State the number of lines in the records that contain "constraint", with no other words.

Content starts

//! Filter engine: structural include-filter over the full task set.
//!
//! Fields combine conjunctively; values inside one field combine
//! disjunctively. An empty field imposes no constraint, so the default filter
//! includes everything. A task lacking the queried property fails that
//! predicate instead of matching as a wildcard.

use chrono::NaiveDate;
use serde::{Deserialize, Serialize};
use tracing::debug;

use crate::date_range::{DateInterval, DateRange};
use crate::task::{normalize_tag, StatusCategory, Task};

#[derive(Debug, Clone, Default, PartialEq, Eq, Serialize, Deserialize)]
#[serde(rename_all = "camelCase", default)]
pub struct TaskFilter {
    /// Folder prefixes (segment-aware).
    pub folders: Vec<String>,
    /// Note-level tags.
    pub note_tags: Vec<String>,
    /// Task-level tags.
    pub task_tags: Vec<String>,
    /// Tags matched against either task-level or note-level tags.
    pub tags: Vec<String>,
    /// Explicit note paths.
    pub notes: Vec<String>,
    /// Priority codes `"1"`..`"4"`, or `"none"` for unprioritized tasks.
    pub priorities: Vec<String>,
    #[serde(skip_serializing_if = "Option::is_none")]
    pub due_date_range: Option<DateRange>,
    /// Status category codes (`open`, `inProgress`, ...) or raw status symbols.
    pub task_statuses: Vec<String>,
}

impl TaskFilter {
    pub fn is_empty(&self) -> bool {
        self.folders.is_empty()
            && self.note_tags.is_empty()
            && self.task_tags.is_empty()
            && self.tags.is_empty()
            && self.notes.is_empty()
            && self.priorities.is_empty()
            && self.due_date_range.is_none()
            && self.task_statuses.is_empty()
    }

    /// Whether the status constraint names `category` by its code.
    pub fn targets_status(&self, category: StatusCategory) -> bool {
        self.task_statuses
            .iter()
            .any(|s| StatusCategory::from_code(s) == Some(category))
    }

    /// Normalize values once for repeated matching.
    pub fn compile(&self, today: NaiveDate) -> CompiledFilter {
        let due = self.due_date_range.as_ref().map(|r| {
            let interval = r.normalize(today);
            if interval.is_none() {
                debug!(range = ?r, "unparseable due date range matches nothing");
            }
            interval
        });

        CompiledFilter {
            folders: self
                .folders
                .iter()
                .map(|f| normalize_folder(f))
                .collect(),
            note_tags: self.note_tags.iter().map(|t| normalize_tag(t)).collect(),
            task_tags: self.task_tags.iter().map(|t| normalize_tag(t)).collect(),
            tags: self.tags.iter().map(|t| normalize_tag(t)).collect(),
            notes: self.notes.iter().map(|n| normalize_note(n)).collect(),
            priorities: self
                .priorities
                .iter()
                .filter_map(|p| priority_code(p))
                .collect(),
            any_priority: !self.priorities.is_empty(),
            due,
            statuses: self.task_statuses.clone(),
        }
    }

    /// Whether `task` passes the filter.
    pub fn matches(&self, task: &Task, today: NaiveDate) -> bool {
        self.compile(today).matches(task)
    }
}

/// Filter with normalized values.
#[derive(Debug, Clone)]
pub struct CompiledFilter {
    folders: Vec<String>,
    note_tags: Vec<String>,
    task_tags: Vec<String>,
    tags: Vec<String>,
    notes: Vec<String>,
    priorities: Vec<u8>,
    any_priority: bool,
    /// `Some(None)`: a range was given but could not be resolved.
    due: Option<Option<DateInterval>>,
    statuses: Vec<String>,
}

impl CompiledFilter {
    pub fn matches(&self, task: &Task) -> bool {
        self.match_folder(task)
            && self.match_notes(task)
            && tags_match(&self.task_tags, &task.tags)
            && tags_match(&self.note_tags, &task.note_tags)
            && (self.tags.is_empty()
                || tags_match(&self.tags, &task.tags)
                || tags_match(&self.tags, &task.note_tags))
            && self.match_priority(task)
            && self.match_due(task)
            && self.match_status(task)
    }

    fn match_folder(&self, task: &Task) -> bool {
        if self.folders.is_empty() {
            return true;
        }
        let Some(folder) = task.folder_path() else {
            return false;
        };
        let folder = normalize_folder(folder);
        self.folders.iter().any(|f| {
            f.is_empty() || folder == *f || folder.starts_with(&format!("{f}/"))
        })
    }

    fn match_notes(&self, task: &Task) -> bool {
        if self.notes.is_empty() {
            return true;
        }
        let path = normalize_note(&task.source_path);
        self.notes.iter().any(|n| *n == path)
    }

    fn match_priority(&self, task: &Task) -> bool {
        !self.any_priority || self.priorities.contains(&task.priority)
    }

    fn match_due(&self, task: &Task) -> bool {
        match &self.due {
            None => true,
            Some(None) => false,
            Some(Some(interval)) => task.due_date.is_some_and(|d| interval.contains(d)),
        }
    }

    fn match_status(&self, task: &Task) -> bool {
        if self.statuses.is_empty() {
            return true;
        }
        self.statuses.iter().any(|s| match StatusCategory::from_code(s) {
            Some(c) => c == task.status_category,
            None => *s == task.status,
        })
    }
}

fn tags_match(wanted: &[String], have: &[String]) -> bool {
    if wanted.is_empty() {
        return true;
    }
    have.iter().map(|t| normalize_tag(t)).any(|h| {
        wanted
            .iter()
            .any(|w| h == *w || h.starts_with(&format!("{w}/")))
    })
}

fn normalize_folder(f: &str) -> String {
    f.trim().trim_matches('/').to_lowercase()
}

fn normalize_note(n: &str) -> String {
    let n = n.trim().trim_start_matches('/').to_lowercase();
    n.strip_suffix(".md").map(str::to_string).unwrap_or(n)
}

fn priority_code(code: &str) -> Option<u8> {
    let c = code.trim().to_lowercase();
    let level = match c.as_str() {
        "none" | "0" => Some(0),
        _ => c.parse::<u8>().ok().filter(|p| (1..=4).contains(p)),
    };
    if level.is_none() {
        debug!(code, "priority filter code matches nothing");
    }
    level
}

/// Apply `filter` to `tasks`, preserving input order.
pub fn filter_tasks<'a>(tasks: &'a [Task], filter: &TaskFilter, today: NaiveDate) -> Vec<&'a Task> {
    if filter.is_empty() {
        return tasks.iter().collect();
    }
    let compiled = filter.compile(today);
    tasks.iter().filter(|t| compiled.matches(t)).collect()
}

Content ends

▶ _Response for this exercise_: 2